START MATERIAL FOR THIS EXERCISE

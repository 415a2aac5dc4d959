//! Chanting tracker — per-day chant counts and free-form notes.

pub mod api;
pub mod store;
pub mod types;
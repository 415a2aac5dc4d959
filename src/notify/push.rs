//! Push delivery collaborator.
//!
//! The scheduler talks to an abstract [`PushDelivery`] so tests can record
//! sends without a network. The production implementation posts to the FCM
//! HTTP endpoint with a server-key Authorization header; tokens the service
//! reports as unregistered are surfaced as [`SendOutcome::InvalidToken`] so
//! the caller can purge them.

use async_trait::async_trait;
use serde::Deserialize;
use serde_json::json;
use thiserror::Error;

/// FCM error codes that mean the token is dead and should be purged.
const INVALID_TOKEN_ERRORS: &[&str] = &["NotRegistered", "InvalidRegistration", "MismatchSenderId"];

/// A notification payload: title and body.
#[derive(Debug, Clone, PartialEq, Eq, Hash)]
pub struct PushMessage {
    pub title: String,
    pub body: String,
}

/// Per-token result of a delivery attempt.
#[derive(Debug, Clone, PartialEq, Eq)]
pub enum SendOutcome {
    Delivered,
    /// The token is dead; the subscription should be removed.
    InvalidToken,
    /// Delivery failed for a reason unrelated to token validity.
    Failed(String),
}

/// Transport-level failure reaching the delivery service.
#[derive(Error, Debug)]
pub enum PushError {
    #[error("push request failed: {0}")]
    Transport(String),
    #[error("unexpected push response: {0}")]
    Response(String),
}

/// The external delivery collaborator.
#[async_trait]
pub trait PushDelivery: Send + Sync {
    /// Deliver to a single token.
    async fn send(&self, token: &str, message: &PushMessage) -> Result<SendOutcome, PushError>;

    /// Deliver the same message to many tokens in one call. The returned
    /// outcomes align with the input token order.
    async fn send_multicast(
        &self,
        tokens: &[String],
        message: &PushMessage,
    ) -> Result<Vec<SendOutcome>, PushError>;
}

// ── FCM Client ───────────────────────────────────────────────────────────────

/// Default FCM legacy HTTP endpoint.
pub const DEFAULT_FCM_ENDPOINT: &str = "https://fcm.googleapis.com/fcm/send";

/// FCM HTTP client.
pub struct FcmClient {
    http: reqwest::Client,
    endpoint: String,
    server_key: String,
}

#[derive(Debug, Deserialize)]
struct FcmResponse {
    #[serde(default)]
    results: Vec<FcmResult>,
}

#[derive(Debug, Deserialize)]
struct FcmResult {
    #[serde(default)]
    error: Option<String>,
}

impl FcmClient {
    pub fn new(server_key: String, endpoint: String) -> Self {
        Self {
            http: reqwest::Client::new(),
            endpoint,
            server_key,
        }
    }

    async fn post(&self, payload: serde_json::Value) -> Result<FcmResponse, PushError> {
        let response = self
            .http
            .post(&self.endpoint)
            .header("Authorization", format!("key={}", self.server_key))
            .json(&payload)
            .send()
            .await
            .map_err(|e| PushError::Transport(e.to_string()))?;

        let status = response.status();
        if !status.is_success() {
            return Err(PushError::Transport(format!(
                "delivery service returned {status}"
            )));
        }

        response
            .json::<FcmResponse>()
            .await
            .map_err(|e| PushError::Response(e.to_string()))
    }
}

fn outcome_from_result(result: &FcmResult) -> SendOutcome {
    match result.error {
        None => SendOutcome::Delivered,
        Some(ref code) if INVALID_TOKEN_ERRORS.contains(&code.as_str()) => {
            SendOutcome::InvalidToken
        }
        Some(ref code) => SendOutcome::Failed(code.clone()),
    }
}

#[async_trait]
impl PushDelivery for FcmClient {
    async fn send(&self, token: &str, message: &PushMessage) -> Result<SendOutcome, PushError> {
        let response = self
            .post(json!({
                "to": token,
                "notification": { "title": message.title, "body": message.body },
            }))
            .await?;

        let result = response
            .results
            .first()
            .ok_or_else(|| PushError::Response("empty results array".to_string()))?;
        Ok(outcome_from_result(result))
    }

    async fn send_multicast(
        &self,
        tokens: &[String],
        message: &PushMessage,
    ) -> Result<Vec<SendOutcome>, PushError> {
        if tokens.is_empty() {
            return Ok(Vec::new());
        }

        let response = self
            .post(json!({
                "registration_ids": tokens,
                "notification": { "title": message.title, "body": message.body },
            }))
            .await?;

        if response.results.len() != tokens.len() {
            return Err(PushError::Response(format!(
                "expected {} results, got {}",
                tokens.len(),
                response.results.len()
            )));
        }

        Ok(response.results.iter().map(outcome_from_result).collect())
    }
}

END MATERIAL FOR THIS EXERCISE
START MATERIAL FOR THIS EXERCISE

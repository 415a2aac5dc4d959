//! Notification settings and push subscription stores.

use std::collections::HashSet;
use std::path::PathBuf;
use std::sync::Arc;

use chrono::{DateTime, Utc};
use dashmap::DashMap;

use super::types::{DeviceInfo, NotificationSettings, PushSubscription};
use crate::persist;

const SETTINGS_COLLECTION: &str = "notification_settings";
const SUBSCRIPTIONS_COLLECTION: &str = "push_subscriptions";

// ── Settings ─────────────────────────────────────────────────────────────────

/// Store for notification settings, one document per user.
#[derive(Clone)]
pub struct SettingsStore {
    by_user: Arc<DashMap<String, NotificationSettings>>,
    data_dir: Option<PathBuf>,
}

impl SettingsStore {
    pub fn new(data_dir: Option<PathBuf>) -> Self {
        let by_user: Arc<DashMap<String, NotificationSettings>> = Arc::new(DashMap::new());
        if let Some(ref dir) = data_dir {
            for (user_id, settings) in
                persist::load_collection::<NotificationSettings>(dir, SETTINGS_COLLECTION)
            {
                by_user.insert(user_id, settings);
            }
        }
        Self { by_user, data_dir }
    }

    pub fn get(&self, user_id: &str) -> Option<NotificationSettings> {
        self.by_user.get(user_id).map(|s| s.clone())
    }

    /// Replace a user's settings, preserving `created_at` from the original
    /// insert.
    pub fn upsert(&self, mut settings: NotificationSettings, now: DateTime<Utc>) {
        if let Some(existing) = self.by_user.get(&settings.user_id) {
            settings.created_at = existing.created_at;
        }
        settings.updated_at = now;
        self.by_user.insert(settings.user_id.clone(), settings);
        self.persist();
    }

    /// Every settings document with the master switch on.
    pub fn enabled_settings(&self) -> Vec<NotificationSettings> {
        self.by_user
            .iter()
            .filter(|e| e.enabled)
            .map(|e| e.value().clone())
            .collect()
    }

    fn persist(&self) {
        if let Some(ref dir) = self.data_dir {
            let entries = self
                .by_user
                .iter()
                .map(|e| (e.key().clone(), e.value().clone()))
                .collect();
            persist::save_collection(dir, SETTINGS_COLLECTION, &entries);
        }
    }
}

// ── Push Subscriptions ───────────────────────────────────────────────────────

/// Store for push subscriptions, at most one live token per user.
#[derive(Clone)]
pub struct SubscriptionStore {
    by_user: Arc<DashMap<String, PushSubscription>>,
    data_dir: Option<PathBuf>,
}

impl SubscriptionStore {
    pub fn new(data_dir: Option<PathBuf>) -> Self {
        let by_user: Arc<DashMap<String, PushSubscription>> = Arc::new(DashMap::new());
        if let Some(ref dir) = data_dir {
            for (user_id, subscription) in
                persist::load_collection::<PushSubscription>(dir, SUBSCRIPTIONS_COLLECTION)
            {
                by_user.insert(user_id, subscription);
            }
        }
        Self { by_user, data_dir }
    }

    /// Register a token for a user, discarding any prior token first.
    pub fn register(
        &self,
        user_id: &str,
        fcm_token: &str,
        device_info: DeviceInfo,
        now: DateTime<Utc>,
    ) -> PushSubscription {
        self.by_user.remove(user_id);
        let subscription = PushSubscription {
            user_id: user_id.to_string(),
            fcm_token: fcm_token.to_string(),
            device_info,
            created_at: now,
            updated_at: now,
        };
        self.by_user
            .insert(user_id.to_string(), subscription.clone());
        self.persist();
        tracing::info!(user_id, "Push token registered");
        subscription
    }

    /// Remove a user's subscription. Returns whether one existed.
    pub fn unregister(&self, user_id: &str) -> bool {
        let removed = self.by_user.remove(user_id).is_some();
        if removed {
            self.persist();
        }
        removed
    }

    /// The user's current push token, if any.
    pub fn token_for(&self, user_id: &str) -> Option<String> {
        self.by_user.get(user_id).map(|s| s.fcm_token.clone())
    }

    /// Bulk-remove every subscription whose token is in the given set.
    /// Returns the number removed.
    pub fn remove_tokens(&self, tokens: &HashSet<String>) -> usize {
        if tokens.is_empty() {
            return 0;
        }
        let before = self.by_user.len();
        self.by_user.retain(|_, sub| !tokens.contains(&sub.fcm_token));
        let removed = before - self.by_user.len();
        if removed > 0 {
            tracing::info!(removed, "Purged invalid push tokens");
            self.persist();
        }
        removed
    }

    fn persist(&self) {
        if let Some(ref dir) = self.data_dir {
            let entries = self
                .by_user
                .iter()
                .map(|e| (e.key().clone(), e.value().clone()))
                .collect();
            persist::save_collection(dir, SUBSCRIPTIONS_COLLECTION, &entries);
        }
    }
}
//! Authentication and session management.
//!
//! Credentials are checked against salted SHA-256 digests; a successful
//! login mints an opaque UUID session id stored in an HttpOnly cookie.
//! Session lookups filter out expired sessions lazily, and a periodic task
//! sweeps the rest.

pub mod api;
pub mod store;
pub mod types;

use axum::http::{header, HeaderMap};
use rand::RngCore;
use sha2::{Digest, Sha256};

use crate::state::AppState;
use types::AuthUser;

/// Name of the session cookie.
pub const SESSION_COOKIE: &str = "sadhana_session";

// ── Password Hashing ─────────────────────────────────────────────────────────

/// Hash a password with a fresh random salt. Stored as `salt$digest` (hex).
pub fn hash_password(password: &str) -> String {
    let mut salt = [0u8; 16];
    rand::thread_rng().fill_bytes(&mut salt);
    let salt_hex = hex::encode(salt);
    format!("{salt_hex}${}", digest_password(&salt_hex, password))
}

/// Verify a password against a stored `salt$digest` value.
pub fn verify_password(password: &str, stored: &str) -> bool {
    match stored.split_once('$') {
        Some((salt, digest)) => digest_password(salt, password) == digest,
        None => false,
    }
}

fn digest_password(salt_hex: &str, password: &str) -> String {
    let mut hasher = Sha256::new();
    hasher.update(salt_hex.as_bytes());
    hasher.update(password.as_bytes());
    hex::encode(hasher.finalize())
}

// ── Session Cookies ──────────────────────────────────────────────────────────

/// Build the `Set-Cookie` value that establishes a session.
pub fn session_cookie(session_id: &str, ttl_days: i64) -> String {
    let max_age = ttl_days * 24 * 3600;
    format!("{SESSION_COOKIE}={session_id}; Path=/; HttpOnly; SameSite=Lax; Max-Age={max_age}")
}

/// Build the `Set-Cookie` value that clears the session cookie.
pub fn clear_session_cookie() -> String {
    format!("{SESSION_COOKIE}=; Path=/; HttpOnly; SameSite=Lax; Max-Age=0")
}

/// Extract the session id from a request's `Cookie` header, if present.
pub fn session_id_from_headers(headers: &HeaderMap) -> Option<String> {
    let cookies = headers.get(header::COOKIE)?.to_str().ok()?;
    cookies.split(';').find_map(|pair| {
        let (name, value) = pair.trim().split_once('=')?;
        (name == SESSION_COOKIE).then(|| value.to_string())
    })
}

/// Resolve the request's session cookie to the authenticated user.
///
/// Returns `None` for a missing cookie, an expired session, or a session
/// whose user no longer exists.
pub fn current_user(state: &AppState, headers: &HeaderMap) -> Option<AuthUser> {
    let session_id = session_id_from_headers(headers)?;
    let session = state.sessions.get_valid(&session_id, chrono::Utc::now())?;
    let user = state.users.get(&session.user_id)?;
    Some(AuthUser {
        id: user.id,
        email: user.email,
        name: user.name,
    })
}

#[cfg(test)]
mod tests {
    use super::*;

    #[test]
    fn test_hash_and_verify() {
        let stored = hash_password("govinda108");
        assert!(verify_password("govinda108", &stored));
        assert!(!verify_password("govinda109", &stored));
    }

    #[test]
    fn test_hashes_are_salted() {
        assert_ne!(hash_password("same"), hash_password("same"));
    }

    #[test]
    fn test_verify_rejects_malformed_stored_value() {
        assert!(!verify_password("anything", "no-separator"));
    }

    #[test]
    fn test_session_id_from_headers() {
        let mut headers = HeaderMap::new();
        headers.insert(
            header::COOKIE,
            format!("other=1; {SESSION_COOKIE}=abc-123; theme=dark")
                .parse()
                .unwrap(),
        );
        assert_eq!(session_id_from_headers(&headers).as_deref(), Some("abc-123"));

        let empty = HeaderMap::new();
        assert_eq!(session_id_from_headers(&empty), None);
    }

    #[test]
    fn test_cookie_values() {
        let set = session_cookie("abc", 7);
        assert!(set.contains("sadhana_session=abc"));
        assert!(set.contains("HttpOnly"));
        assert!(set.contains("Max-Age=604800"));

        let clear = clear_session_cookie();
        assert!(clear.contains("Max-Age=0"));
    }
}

END MATERIAL FOR THIS EXERCISE

**WORK REQUIRED**
Could you write out, exactly as they stand, only the lines above that begin at the line with "hasher.update(password.as_bytes());" and stop after the line with "header, if present."?

**ANSWER SPACE**
    hasher.update(password.as_bytes());
    hex::encode(hasher.finalize())
}

// ── Session Cookies ──────────────────────────────────────────────────────────

/// Build the `Set-Cookie` value that establishes a session.
pub fn session_cookie(session_id: &str, ttl_days: i64) -> String {
    let max_age = ttl_days * 24 * 3600;
    format!("{SESSION_COOKIE}={session_id}; Path=/; HttpOnly; SameSite=Lax; Max-Age={max_age}")
}

/// Build the `Set-Cookie` value that clears the session cookie.
pub fn clear_session_cookie() -> String {
    format!("{SESSION_COOKIE}=; Path=/; HttpOnly; SameSite=Lax; Max-Age=0")
}

/// Extract the session id from a request's `Cookie` header, if present.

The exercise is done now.